Turning Tire Data into Value Across the Mobility Ecosystem
The value of manufacturing data does not stop at the factory gate. Increasingly, tire performance data is being used to inform downstream activities, from vehicle design and fleet management to sustainability analysis and end of life recycling.
Rockwell Automation will explore this theme through a dedicated presentation by Steven Nguyen, sales executive for secure digital operations in the automotive and tire sector. His session, titled “From Materials to Mobility: Turning Tire Data into Intelligent Manufacturing,” examines how insights generated during production can be leveraged across the broader value chain.
This perspective aligns with a growing recognition that manufacturing data is a strategic asset for the entire mobility ecosystem. As vehicles become more connected and data driven, the ability to link component level information with operational performance opens new opportunities for collaboration between manufacturers, OEMs, and service providers.
A Signal of Where the Industry Is Headed
Rockwell Automation’s participation in Tire Technology Expo 2026 offers a snapshot of an industry in transition. Tire manufacturing is moving beyond incremental efficiency gains toward a more holistic model of digital, sustainable, and autonomous production. The technologies on display are less about isolated innovation and more about building resilient, compliant, and future ready operations.
For construction professionals, infrastructure planners, and policymakers, these developments matter because tires remain a foundational component of global mobility.

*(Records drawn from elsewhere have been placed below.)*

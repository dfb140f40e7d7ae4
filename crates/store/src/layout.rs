//! Directory layout of the local cache
//!
//! ```text
//! <root>/recipes/<name>/<version>/<user>/<channel>/<rrev>/
//!     manifest.json
//!     files/...
//! <root>/packages/<name>/<version>/<user>/<channel>/<rrev>/<package id>/<prev>/
//!     manifest.json
//!     files/...
//! <root>/tmp/<uuid>/
//! ```
//!
//! A missing user or channel is stored as `_`.

use kiln_errors::Error;
use kiln_types::{PackageId, RecipeReference, Version};
use std::path::{Path, PathBuf};

pub(crate) const RECIPES_DIR: &str = "recipes";
pub(crate) const PACKAGES_DIR: &str = "packages";
pub(crate) const TEMP_DIR: &str = "tmp";
pub(crate) const MANIFEST_FILE: &str = "manifest.json";
pub(crate) const FILES_DIR: &str = "files";

/// Depth of a recipe entry below `recipes/`
pub(crate) const RECIPE_DEPTH: usize = 5;
/// Depth of a package entry below `packages/`
pub(crate) const PACKAGE_DEPTH: usize = 7;

const NONE_SEGMENT: &str = "_";

fn revision_of(reference: &RecipeReference) -> Result<&str, Error> {
    reference
        .revision
        .as_deref()
        .ok_or_else(|| Error::internal(format!("cache entries need a revision: {reference}")))
}

fn recipe_segments(base: &Path, reference: &RecipeReference) -> Result<PathBuf, Error> {
    Ok(base
        .join(&reference.name)
        .join(reference.version.as_str())
        .join(reference.user.as_deref().unwrap_or(NONE_SEGMENT))
        .join(reference.channel.as_deref().unwrap_or(NONE_SEGMENT))
        .join(revision_of(reference)?))
}

pub(crate) fn recipe_dir(root: &Path, reference: &RecipeReference) -> Result<PathBuf, Error> {
    recipe_segments(&root.join(RECIPES_DIR), reference)
}

/// Every binary built from one recipe revision
pub(crate) fn recipe_packages_dir(
    root: &Path,
    reference: &RecipeReference,
) -> Result<PathBuf, Error> {
    recipe_segments(&root.join(PACKAGES_DIR), reference)
}

/// Every binary revision of one package id
pub(crate) fn package_id_dir(
    root: &Path,
    reference: &RecipeReference,
    package_id: &PackageId,
) -> Result<PathBuf, Error> {
    Ok(recipe_packages_dir(root, reference)?.join(package_id.as_str()))
}

pub(crate) fn package_dir(
    root: &Path,
    reference: &RecipeReference,
    package_id: &PackageId,
    package_revision: &str,
) -> Result<PathBuf, Error> {
    Ok(package_id_dir(root, reference, package_id)?.join(package_revision))
}

/// Rebuild a reference from the first five segments of an entry path
pub(crate) fn reference_from_segments(segments: &[String]) -> Option<RecipeReference> {
    let [name, version, user, channel, revision, ..] = segments else {
        return None;
    };
    let optional = |s: &String| (s != NONE_SEGMENT).then(|| s.clone());
    Some(RecipeReference {
        name: name.clone(),
        version: Version::parse(version),
        user: optional(user),
        channel: optional(channel),
        revision: Some(revision.clone()),
        timestamp: None,
    })
}

#[cfg(test)]
mod tests {
    use super::*;

    #[test]
    fn test_segments_roundtrip() {
        let reference = RecipeReference::parse("zlib/1.3@acme#r1").unwrap();
        let dir = recipe_dir(Path::new("/cache"), &reference).unwrap();
        assert_eq!(dir, Path::new("/cache/recipes/zlib/1.3/acme/_/r1"));

        let segments: Vec<String> = ["zlib", "1.3", "acme", "_", "r1"]
            .iter()
            .map(ToString::to_string)
            .collect();
        let rebuilt = reference_from_segments(&segments).unwrap();
        assert!(rebuilt.eq_with_revision(&reference));
    }

    #[test]
    fn test_revision_required() {
        let reference = RecipeReference::parse("zlib/1.3").unwrap();
        assert!(recipe_dir(Path::new("/cache"), &reference).is_err());
    }
}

From construction equipment and logistics fleets to public transport and emerging electric vehicle platforms, tire performance and sustainability have far reaching implications.
As regulatory frameworks tighten and market expectations evolve, the manufacturers that succeed will be those that treat digital transformation as a strategic imperative rather than a technical upgrade. In that sense, the innovations showcased in Hannover are not just about better tires. They are about redefining how heavy industry adapts to a rapidly changing world.